■ Work to complete
Every line in the entries where "format" is found should be copied.

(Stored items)
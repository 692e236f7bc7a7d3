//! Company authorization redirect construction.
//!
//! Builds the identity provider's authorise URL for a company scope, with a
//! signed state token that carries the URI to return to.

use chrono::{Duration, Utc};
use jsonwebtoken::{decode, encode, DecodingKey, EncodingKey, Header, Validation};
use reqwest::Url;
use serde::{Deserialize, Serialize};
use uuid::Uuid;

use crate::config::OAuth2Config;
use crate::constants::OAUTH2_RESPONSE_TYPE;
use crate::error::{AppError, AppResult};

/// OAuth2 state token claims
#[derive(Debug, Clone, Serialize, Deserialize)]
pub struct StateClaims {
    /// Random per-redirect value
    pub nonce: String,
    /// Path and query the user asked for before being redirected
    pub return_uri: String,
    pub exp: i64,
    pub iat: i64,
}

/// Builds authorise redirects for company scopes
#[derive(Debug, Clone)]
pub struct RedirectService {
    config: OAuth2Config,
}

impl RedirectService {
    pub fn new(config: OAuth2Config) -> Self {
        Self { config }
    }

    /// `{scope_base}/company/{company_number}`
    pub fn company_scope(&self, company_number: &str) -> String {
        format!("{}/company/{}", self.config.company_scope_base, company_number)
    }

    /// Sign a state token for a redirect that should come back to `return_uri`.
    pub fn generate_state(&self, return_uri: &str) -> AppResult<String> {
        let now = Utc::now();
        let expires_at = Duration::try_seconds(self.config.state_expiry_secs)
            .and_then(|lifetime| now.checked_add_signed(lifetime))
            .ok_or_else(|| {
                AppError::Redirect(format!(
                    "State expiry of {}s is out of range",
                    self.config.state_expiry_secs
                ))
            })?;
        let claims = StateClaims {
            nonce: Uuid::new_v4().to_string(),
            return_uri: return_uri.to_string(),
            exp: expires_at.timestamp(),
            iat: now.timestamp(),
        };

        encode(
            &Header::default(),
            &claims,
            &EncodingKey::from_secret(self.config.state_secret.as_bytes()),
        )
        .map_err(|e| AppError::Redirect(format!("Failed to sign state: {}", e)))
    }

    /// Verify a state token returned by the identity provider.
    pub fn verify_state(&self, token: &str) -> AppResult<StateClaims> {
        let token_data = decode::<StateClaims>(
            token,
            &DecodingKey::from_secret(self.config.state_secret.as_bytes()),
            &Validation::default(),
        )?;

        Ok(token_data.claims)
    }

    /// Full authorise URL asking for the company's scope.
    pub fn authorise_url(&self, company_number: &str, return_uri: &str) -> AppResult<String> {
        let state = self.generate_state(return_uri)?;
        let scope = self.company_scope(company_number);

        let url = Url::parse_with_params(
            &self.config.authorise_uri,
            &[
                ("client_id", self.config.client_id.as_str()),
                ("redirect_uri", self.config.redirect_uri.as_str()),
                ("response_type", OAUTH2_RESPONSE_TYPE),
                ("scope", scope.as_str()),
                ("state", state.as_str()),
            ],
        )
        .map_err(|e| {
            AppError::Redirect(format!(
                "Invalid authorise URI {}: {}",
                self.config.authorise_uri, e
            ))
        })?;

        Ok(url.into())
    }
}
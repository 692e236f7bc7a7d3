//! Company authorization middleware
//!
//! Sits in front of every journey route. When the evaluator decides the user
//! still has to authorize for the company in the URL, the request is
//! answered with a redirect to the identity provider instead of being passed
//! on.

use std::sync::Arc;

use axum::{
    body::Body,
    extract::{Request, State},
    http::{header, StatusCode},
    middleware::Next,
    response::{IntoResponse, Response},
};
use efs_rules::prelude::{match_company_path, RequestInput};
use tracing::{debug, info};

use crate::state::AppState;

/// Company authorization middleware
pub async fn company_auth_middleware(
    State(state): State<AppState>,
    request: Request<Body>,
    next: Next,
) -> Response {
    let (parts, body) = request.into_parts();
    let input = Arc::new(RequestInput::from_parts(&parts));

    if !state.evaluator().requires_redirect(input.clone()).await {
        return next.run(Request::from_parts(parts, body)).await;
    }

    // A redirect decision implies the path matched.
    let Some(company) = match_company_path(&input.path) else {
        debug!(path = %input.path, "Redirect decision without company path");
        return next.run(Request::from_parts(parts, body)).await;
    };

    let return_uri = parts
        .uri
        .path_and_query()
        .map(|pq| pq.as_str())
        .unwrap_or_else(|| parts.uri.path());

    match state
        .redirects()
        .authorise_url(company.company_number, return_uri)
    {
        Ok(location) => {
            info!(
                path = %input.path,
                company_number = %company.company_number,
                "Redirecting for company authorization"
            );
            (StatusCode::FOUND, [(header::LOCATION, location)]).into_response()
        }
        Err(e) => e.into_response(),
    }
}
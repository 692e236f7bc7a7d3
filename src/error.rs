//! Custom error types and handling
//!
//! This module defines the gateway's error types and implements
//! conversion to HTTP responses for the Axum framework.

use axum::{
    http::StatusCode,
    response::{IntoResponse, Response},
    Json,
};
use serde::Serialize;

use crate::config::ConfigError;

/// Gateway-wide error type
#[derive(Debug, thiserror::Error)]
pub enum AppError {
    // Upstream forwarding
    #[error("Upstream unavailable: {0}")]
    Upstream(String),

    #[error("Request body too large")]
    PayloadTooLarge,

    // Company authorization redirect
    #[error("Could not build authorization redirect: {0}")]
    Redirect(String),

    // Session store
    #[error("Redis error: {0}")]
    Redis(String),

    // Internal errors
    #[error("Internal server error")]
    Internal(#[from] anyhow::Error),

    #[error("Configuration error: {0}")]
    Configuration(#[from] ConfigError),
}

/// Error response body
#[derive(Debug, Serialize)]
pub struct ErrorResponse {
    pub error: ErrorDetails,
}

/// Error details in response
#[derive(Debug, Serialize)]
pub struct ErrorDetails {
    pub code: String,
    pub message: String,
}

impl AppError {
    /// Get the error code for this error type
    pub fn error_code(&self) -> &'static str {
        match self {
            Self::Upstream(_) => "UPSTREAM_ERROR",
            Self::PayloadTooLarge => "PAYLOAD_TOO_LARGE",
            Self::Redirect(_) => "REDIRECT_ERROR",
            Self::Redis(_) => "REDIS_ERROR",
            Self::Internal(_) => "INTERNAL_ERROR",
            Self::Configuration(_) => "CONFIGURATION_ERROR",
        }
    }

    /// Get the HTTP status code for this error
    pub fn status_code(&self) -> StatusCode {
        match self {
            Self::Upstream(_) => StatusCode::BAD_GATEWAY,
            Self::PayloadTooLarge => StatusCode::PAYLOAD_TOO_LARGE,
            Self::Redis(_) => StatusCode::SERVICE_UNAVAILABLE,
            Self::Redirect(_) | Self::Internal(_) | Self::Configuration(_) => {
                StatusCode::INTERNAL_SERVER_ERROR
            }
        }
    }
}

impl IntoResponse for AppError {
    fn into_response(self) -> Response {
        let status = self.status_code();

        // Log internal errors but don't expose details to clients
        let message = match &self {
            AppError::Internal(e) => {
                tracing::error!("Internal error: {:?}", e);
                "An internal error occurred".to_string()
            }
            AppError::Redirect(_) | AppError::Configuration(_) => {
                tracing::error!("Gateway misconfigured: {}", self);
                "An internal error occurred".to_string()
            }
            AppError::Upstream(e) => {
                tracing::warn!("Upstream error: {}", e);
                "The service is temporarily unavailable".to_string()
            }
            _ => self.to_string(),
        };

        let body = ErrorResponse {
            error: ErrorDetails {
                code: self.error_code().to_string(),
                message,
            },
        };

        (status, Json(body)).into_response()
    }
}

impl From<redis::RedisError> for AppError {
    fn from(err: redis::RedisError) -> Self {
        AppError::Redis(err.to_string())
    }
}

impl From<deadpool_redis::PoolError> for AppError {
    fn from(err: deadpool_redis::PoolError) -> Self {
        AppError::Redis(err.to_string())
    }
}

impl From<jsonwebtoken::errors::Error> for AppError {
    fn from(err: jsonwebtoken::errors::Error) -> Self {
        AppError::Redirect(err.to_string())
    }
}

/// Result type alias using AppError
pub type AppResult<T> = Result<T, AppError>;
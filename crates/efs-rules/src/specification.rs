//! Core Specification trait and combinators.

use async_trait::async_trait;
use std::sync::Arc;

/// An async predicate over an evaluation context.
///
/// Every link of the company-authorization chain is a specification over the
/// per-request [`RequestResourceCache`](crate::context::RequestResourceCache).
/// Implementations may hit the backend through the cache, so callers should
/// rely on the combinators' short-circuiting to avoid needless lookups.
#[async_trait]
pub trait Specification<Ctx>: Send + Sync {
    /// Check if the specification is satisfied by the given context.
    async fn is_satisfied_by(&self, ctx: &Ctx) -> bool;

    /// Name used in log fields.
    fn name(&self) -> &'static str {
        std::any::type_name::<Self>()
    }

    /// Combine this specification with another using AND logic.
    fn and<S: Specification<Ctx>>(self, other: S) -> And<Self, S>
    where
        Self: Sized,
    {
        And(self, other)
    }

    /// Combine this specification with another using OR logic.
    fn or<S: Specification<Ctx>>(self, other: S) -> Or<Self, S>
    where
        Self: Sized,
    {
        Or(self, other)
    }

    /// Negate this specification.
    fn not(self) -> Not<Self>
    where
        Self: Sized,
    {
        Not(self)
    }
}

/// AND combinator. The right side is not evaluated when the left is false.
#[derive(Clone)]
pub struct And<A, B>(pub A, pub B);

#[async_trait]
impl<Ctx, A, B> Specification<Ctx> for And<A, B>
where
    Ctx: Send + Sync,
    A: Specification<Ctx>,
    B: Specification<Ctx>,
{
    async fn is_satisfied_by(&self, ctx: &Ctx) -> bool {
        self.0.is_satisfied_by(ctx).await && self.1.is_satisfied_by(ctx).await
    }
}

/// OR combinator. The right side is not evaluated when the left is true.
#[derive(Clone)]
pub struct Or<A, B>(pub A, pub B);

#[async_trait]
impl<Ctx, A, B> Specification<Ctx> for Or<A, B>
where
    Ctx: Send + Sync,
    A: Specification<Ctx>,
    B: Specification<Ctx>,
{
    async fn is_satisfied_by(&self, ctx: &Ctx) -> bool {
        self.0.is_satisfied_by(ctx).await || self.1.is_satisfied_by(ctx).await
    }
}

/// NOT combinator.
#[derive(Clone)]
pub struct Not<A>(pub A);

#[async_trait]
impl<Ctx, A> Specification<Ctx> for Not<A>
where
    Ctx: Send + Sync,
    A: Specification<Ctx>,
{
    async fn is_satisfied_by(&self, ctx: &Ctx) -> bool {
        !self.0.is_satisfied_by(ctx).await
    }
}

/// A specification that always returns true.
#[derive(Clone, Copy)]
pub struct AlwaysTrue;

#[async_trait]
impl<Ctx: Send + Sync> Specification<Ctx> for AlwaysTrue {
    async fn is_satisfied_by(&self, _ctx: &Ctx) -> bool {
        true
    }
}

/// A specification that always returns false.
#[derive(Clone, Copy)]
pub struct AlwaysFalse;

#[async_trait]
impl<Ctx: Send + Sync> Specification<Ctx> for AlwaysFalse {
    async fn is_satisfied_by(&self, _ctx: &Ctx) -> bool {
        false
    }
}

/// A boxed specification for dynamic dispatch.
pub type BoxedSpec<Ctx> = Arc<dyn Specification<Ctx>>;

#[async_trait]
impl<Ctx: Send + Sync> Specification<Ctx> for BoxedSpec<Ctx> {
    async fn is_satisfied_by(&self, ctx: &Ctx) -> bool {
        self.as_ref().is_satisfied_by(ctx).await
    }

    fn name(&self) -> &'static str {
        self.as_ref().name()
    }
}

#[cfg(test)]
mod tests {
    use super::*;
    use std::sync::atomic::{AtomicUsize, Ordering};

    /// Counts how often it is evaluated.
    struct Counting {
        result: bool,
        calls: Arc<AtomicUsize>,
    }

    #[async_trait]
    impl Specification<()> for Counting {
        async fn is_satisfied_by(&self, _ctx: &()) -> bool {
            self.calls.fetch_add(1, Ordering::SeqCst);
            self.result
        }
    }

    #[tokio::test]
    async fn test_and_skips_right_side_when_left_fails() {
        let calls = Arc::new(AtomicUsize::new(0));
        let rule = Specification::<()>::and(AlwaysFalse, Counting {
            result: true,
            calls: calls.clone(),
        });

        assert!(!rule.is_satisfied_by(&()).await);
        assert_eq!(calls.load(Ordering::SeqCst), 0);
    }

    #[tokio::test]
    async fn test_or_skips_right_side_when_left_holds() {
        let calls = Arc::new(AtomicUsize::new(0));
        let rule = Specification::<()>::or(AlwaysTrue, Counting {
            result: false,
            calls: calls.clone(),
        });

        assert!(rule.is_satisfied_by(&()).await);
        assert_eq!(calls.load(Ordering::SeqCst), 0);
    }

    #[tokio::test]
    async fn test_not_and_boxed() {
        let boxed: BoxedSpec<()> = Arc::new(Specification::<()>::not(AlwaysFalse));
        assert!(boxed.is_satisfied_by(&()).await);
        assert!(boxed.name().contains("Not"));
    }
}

■ The answer
        format!("{}/company/{}", self.config.company_scope_base, company_number)
                AppError::Redirect(format!(
        .map_err(|e| AppError::Redirect(format!("Failed to sign state: {}", e)))
            AppError::Redirect(format!(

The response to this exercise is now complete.